Ainsi, le marcheur prend conscience de sa présence au monde. Il n'est pas au-dessus, audelà ou à côté du monde, mais en lui, avec lui, dans la « redécouverte de l'épaisseur
sensible du monde » (p. 34). Cette rencontre propose chez l'écrivain déambulateur un
sentiment de modestie. Reprenant ici la pensée surréaliste, il avoue sa dette envers la
ville, envers le monde. Son écriture procède de l'échange et du don, davantage de la
découverte que d'une création hermétique de l'esprit. Le marcheur évolue donc dans une
dynamique de l'échange, du don.
Compris dans une optique du voyage, l'essai de Le Breton suggère comme point de
départ au voyage un point qui ne soit pas identifiable sur une carte géographique. Il n'est
pas un lieu, il n'est pas la ville de laquelle on part. Ou si peu. C'est plutôt un espace
imaginaire, une demeure à l'intérieur de laquelle entre le monde à venir à coup d'images
et de rêves. Le voyage est l'ouverture des portes et fenêtres de cette demeure à la lumière
du jour. Avec la lumière réelle entrent les espaces pratiqués, l'expérience qui vient
s'ajouter aux rêves. Par cette ouverture, le voyageur se propulse au dehors, hors de lui et
vers l'autre. Ce dessaisissement de soi se produit dans une volonté de rencontre, d'épreuve
du monde, du connu et de l'inconnu.
Une des conditions de cette rencontre, c'est l'approche du silence, ce dernier étant vu
davantage comme un état d'être et une manière d'entrer en relation avec l'autre qu'un fait
tangible et observable. Le Breton parle du silence comme d'une qualité d'écoute. En effet,
faire silence, c'est élaguer les voix qui nous animent pour être pleinement disponible aux
lieux. De cette épuration ne reste que deux voix : celle du marcheur et du lieu.
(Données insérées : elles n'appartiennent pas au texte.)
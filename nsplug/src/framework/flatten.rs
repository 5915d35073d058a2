//! Boundary flattening: reduces a resolved [`Object`] to a plain [`Value`].

use super::namespace::Object;
use crate::error::FlattenError;
use crate::value::{MapKey, Value};

/// Flattens a resolved object for return to the host.
///
/// Absence at the top level is `Undefined`. Inside lists and maps it is
/// `Null`. Mappable namespaces are replaced by their full mapping, which is
/// flattened recursively; any other namespace cannot cross the boundary.
pub fn flatten(object: &Object) -> Result<Value, FlattenError> {
    flatten_at(object, false)
}

fn flatten_at(object: &Object, nested: bool) -> Result<Value, FlattenError> {
    let absent = || if nested { Value::Null } else { Value::Undefined };

    match object {
        Object::Nil => Ok(absent()),
        Object::Value(value) => Ok(value.clone()),
        Object::List(items) => items
            .iter()
            .map(|item| flatten_at(item, true))
            .collect::<Result<Vec<_>, _>>()
            .map(Value::List),
        Object::Map(entries) => entries
            .iter()
            .map(|(k, v)| -> Result<(MapKey, Value), FlattenError> {
                Ok((k.clone(), flatten_at(v, true)?))
            })
            .collect::<Result<_, _>>()
            .map(Value::Map),
        Object::Namespace(namespace) => {
            let mappable = namespace
                .as_mappable()
                .ok_or(FlattenError::NotMappable)?;
            match mappable.map().map_err(FlattenError::Map)? {
                None => Ok(absent()),
                Some(fields) => fields
                    .iter()
                    .map(|(k, v)| -> Result<(MapKey, Value), FlattenError> {
                        Ok((MapKey::String(k.clone()), flatten_at(v, true)?))
                    })
                    .collect::<Result<_, _>>()
                    .map(Value::Map),
            }
        }
    }
}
Dans ce
dialogue est enfin possible un échange complice entre le monde et soi. Et le marcheur
n'en sort pas indemne ; chaque pas transforme l'être et le monde.
Citations choisies
« Le corps est un reste contre quoi se heurte la modernité. Il se fait d’autant plus pénible
à assumer que se restreint la part de ses activités propres sur l’environnement. Cet
effacement entame la vision du monde de l’homme, limite son champ d’action sur le réel,
diminue le sentiment de consistance du moi, affaiblit sa connaissance des choses. » (p.
13)
« La marche est une méthode tranquille de réenchantement de la durée et de l’espace.
Elle est un dessaisissement provisoire par l’atteinte d’un gisement intérieur qui tient
seulement dans le frisson de l’instant. Elle implique un état d’esprit, une humilité
heureuse devant le monde, une indifférence à la technique et aux moyens modernes de
déplacement ou, du moins, un sens de la relativité des choses. » (p. 19)
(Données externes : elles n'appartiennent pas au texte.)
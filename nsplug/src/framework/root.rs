use super::namespace::{Context, Namespace};
use std::sync::Arc;

/// The object a plugin author hands to the engine.
///
/// A root is either a shared [`Namespace`] used for every execution, or a
/// [`NamespaceCreator`] that builds a fresh namespace per execution. Roots
/// providing neither are rejected at configure time.
pub trait Root: Send + Sync {
    /// Receives the plugin configuration exactly once, before any lookup.
    fn configure(&self, config: &Context) -> anyhow::Result<()>;

    /// Releases resources when the plugin instance shuts down.
    fn close(&self) -> anyhow::Result<()> {
        Ok(())
    }

    /// The shared namespace, for roots that are themselves a namespace.
    /// Implementations return `Some(self)`.
    fn as_namespace(self: Arc<Self>) -> Option<Arc<dyn Namespace>> {
        None
    }

    fn as_creator(&self) -> Option<&dyn NamespaceCreator> {
        None
    }
}

/// Builds the per-execution namespace.
pub trait NamespaceCreator: Send + Sync {
    /// Called at most once per execution id while that execution is live.
    fn namespace(&self) -> Arc<dyn Namespace>;
}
« Si le marcheur parcourt infiniment l’espace, il accomplit un périple égal à travers son
corps qui prend la proportion d’un continent dont la connaissance est toujours en
chantier. Il participe de toute sa chair aux pulsations du monde […] » (p. 31)
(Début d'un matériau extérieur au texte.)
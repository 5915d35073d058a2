//! Namespace resolution engine.
//!
//! Turns a [`Root`] into a [`Plugin`]: each request selects a namespace
//! (shared, or per execution through the [`ExecutionCache`]), optionally
//! rehydrates it from the request context, walks the key chain and flattens
//! the outcome.

use super::exec_cache::ExecutionCache;
use super::flatten::flatten;
use super::namespace::{Context, Namespace, Object};
use super::root::Root;
use crate::config::EngineConfig;
use crate::error::{CallError, Error, FlattenError, ReceiverError, Result};
use crate::plugin::{GetReq, GetResult, Plugin};
use crate::value::{MapKey, Value};
use chrono::{DateTime, Utc};
use std::sync::Arc;
use std::time::{Duration, Instant};
use tracing::{debug, trace, warn};

pub struct Engine {
    root: Arc<dyn Root>,
    cache: ExecutionCache,
    config: EngineConfig,
}

impl Engine {
    pub fn new<R: Root + 'static>(root: R) -> Self {
        Self::with_config(Arc::new(root), EngineConfig::default())
    }

    pub fn with_config(root: Arc<dyn Root>, config: EngineConfig) -> Self {
        Self {
            root,
            cache: ExecutionCache::new(),
            config,
        }
    }

    pub fn config(&self) -> &EngineConfig {
        &self.config
    }

    /// Per-execution namespaces currently alive.
    pub fn cache(&self) -> &ExecutionCache {
        &self.cache
    }

    /// Validates the root kind and hands it the configuration.
    pub fn configure(&self, config: &Context) -> Result<()> {
        let shared = Arc::clone(&self.root).as_namespace().is_some();
        if !shared && self.root.as_creator().is_none() {
            return Err(Error::InvalidRoot);
        }
        self.root.configure(config).map_err(Error::Configure)?;
        debug!(shared, "plugin configured");
        Ok(())
    }

    /// Resolves every request, stopping at the first failure.
    pub fn get(&self, reqs: &[GetReq]) -> Result<Vec<GetResult>> {
        reqs.iter().map(|req| self.resolve(req)).collect()
    }

    /// Resolves every request independently; one failure does not affect the
    /// others.
    pub fn get_each(&self, reqs: &[GetReq]) -> Vec<Result<GetResult>> {
        reqs.iter().map(|req| self.resolve(req)).collect()
    }

    /// Drops all execution state, stops the expiry worker and closes the
    /// root.
    pub fn close(&self) -> Result<()> {
        self.cache.clear()?;
        self.cache.shutdown();
        debug!("execution cache cleared");
        self.root.close().map_err(Error::Close)
    }

    /// Resolves a single request.
    pub fn resolve(&self, req: &GetReq) -> Result<GetResult> {
        let result = self.resolve_inner(req);
        if let Err(err) = &result {
            warn!(key_id = req.key_id, exec_id = req.exec_id, error = %err, "get failed");
        }
        result
    }

    fn resolve_inner(&self, req: &GetReq) -> Result<GetResult> {
        let selected = self.select_namespace(req)?;
        let constructible = selected.as_constructible().is_some();

        let receiver = match &req.context {
            None => selected,
            Some(context) => {
                let constructor = selected
                    .as_constructible()
                    .ok_or(Error::ContextUnsupported)?;
                match constructor.construct(context).map_err(Error::Instantiate)? {
                    Some(namespace) => namespace,
                    None => return undefined_receiver(req),
                }
            }
        };

        let resolved = walk(req, Arc::clone(&receiver))?;
        let value = flatten(&resolved).map_err(|source| Error::Flatten {
            path: req.path(),
            source,
        })?;

        let context = match req.context {
            Some(_) => Some(receiver_context(req, receiver)?),
            None => None,
        };

        Ok(GetResult {
            key_id: req.key_id,
            keys: req.key_names(),
            callable: matches!(value, Value::Map(_)) && constructible,
            value,
            context,
        })
    }

    fn select_namespace(&self, req: &GetReq) -> Result<Arc<dyn Namespace>> {
        if let Some(shared) = Arc::clone(&self.root).as_namespace() {
            return Ok(shared);
        }
        let creator = self.root.as_creator().ok_or(Error::InvalidRoot)?;
        let expires_at = deadline_instant(req.exec_deadline) + self.config.expiry_grace();
        self.cache
            .get_or_create(req.exec_id, expires_at, || creator.namespace())
    }
}

impl Plugin for Engine {
    fn configure(&self, config: &Context) -> Result<()> {
        Engine::configure(self, config)
    }

    fn get(&self, reqs: &[GetReq]) -> Result<Vec<GetResult>> {
        Engine::get(self, reqs)
    }

    fn close(&self) -> Result<()> {
        Engine::close(self)
    }
}

/// The context named no receiver: calls on it are errors, lookups are
/// undefined.
fn undefined_receiver(req: &GetReq) -> Result<GetResult> {
    if let Some(index) = req.keys.iter().position(|k| k.is_call()) {
        return Err(Error::UndefinedReceiver {
            path: req.path_to(index),
        });
    }
    Ok(GetResult {
        key_id: req.key_id,
        keys: req.key_names(),
        value: Value::Undefined,
        context: None,
        callable: false,
    })
}

fn walk(req: &GetReq, start: Arc<dyn Namespace>) -> Result<Object> {
    let mut current = Object::Namespace(start);

    for (index, step) in req.keys.iter().enumerate() {
        trace!(key = %step.key, call = step.is_call(), "walking key");

        current = match &step.args {
            Some(args) => call(req, index, &current, args)?,
            None => lookup(req, index, &current)?,
        };

        if current.is_nil() {
            break;
        }
    }

    Ok(current)
}

fn call(req: &GetReq, index: usize, current: &Object, args: &[Value]) -> Result<Object> {
    let callable = match current {
        Object::Namespace(namespace) => namespace.as_callable(),
        _ => None,
    };
    let callable = callable.ok_or_else(|| Error::NotCallable {
        path: req.path_to(index),
    })?;

    let key = &req.keys[index].key;
    callable
        .func(key)
        .ok_or(CallError::Unsupported)
        .and_then(|func| func.call(args))
        .map_err(|source| Error::Call {
            path: req.path_to(index),
            source,
        })
}

fn lookup(req: &GetReq, index: usize, current: &Object) -> Result<Object> {
    let key = &req.keys[index].key;
    let next = match current {
        Object::Namespace(namespace) => namespace.get(key).map_err(|cause| Error::Get {
            path: req.path_to(index),
            cause,
        })?,
        Object::Map(entries) => match entries.get(&MapKey::String(key.clone())) {
            Some(Object::Nil) => Object::Value(Value::Null),
            Some(found) => found.clone(),
            None => Object::Nil,
        },
        Object::Value(Value::Map(entries)) => entries
            .get(&MapKey::String(key.clone()))
            .cloned()
            .map_or(Object::Nil, Object::Value),
        _ => Object::Nil,
    };
    Ok(next)
}

/// Flattens the receiver after the walk so state changed by a call reaches
/// the host.
fn receiver_context(req: &GetReq, receiver: Arc<dyn Namespace>) -> Result<Context> {
    let receiver_error = |source: ReceiverError| Error::Receiver {
        path: req.path(),
        source,
    };

    match flatten(&Object::Namespace(receiver)) {
        Ok(Value::Map(entries)) => Ok(entries
            .into_iter()
            .map(|(k, v)| match k {
                MapKey::String(s) => (s, v),
                other => (other.to_string(), v),
            })
            .collect()),
        Ok(Value::Undefined | Value::Null) => Err(receiver_error(ReceiverError::Nil)),
        Ok(_) | Err(FlattenError::NotMappable) => Err(receiver_error(ReceiverError::NotObject)),
        Err(other) => Err(receiver_error(ReceiverError::Flatten(other))),
    }
}

fn deadline_instant(deadline: DateTime<Utc>) -> Instant {
    let remaining = (deadline - Utc::now()).to_std().unwrap_or(Duration::ZERO);
    Instant::now() + remaining
}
« Ce n’est pas la disparition des sons qui fait le silence, mais la qualité de l’écoute, la
pulsation légère d’existence qui anime l’espace. » (p. 52)
« La marche offre une belle image de l’existence, toujours dans l’inachevé car elle se
joue sans cesse du déséquilibre. Pour ne pas tomber le marcheur doit aussitôt renouer
avec un mouvement qui contredit le précédent dans un rythme régulier. » (p. 62)
« La marche est une ouverture au monde qui invite à l’humilité et à la saisie avide de
l’instant. » (p. 62)
« La relation au paysage est toujours une affectivité à l’œuvre avant d’être un regard.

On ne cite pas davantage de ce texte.